*** Opening of Exercise data ***

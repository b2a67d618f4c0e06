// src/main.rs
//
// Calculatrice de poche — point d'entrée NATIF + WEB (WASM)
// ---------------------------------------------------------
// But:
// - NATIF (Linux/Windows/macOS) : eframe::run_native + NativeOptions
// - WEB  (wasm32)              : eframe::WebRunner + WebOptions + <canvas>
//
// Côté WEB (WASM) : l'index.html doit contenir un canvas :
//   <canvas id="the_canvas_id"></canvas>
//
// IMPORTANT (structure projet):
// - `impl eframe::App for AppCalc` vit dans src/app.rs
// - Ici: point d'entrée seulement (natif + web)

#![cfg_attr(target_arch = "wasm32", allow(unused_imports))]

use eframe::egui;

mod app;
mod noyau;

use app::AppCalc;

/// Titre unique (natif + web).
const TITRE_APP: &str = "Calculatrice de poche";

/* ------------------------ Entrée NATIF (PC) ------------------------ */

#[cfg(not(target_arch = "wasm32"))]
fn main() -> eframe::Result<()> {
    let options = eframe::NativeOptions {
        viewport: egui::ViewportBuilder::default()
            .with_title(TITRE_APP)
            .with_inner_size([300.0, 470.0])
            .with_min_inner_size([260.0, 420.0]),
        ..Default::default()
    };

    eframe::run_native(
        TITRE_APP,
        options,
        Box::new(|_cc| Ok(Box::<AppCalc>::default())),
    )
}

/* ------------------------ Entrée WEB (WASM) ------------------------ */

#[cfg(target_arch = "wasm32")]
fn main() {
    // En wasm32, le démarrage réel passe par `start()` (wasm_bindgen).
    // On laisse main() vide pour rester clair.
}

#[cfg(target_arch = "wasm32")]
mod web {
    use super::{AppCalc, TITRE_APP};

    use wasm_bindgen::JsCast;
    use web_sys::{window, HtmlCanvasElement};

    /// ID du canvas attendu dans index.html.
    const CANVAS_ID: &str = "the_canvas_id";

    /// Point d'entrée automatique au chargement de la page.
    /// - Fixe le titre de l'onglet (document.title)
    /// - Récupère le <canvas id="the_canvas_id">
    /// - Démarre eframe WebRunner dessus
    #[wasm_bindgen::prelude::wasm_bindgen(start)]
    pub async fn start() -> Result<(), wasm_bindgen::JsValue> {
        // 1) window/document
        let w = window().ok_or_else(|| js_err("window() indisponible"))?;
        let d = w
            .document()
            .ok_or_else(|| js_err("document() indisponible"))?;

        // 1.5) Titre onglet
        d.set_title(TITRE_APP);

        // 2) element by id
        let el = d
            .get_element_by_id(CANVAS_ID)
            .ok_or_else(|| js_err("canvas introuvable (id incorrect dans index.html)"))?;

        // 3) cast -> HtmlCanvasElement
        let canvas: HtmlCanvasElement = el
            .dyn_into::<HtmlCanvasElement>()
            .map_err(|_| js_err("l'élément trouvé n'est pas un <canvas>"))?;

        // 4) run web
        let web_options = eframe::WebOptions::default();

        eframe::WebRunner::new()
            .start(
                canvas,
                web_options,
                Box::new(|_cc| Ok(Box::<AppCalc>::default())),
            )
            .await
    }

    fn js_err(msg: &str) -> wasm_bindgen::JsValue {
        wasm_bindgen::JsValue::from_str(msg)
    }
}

*** Close of Exercise data ***
*** Opening of Exercise data ***

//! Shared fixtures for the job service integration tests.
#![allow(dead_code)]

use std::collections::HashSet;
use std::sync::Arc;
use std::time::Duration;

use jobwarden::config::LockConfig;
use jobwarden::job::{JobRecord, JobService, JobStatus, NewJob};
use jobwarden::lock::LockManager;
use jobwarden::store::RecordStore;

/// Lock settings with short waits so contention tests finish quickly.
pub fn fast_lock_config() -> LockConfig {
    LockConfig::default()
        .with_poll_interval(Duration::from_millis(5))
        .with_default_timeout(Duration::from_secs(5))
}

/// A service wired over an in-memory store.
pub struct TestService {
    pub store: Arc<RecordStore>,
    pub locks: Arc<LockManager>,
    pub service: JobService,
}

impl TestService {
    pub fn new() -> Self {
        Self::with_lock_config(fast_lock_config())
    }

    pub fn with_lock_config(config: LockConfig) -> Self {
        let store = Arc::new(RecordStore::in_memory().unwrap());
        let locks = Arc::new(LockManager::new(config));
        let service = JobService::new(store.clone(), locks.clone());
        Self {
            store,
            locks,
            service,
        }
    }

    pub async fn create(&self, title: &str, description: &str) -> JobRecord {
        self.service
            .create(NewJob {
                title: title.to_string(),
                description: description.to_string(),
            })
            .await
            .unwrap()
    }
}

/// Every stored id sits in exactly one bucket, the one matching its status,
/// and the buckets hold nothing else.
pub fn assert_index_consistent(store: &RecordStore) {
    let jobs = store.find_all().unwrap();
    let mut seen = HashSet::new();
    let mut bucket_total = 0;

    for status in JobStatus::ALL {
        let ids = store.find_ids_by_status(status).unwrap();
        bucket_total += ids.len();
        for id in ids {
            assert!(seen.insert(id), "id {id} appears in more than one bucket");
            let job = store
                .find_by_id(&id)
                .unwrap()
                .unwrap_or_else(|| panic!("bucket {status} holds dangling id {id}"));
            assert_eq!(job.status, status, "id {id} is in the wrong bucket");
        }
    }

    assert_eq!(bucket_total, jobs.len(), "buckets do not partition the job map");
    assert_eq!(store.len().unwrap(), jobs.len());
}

*** Close of Exercise data ***

**Exercise directions:**
How many lines in the records above contain the word "WebOptions"? Give only the number.

**Reply:**
2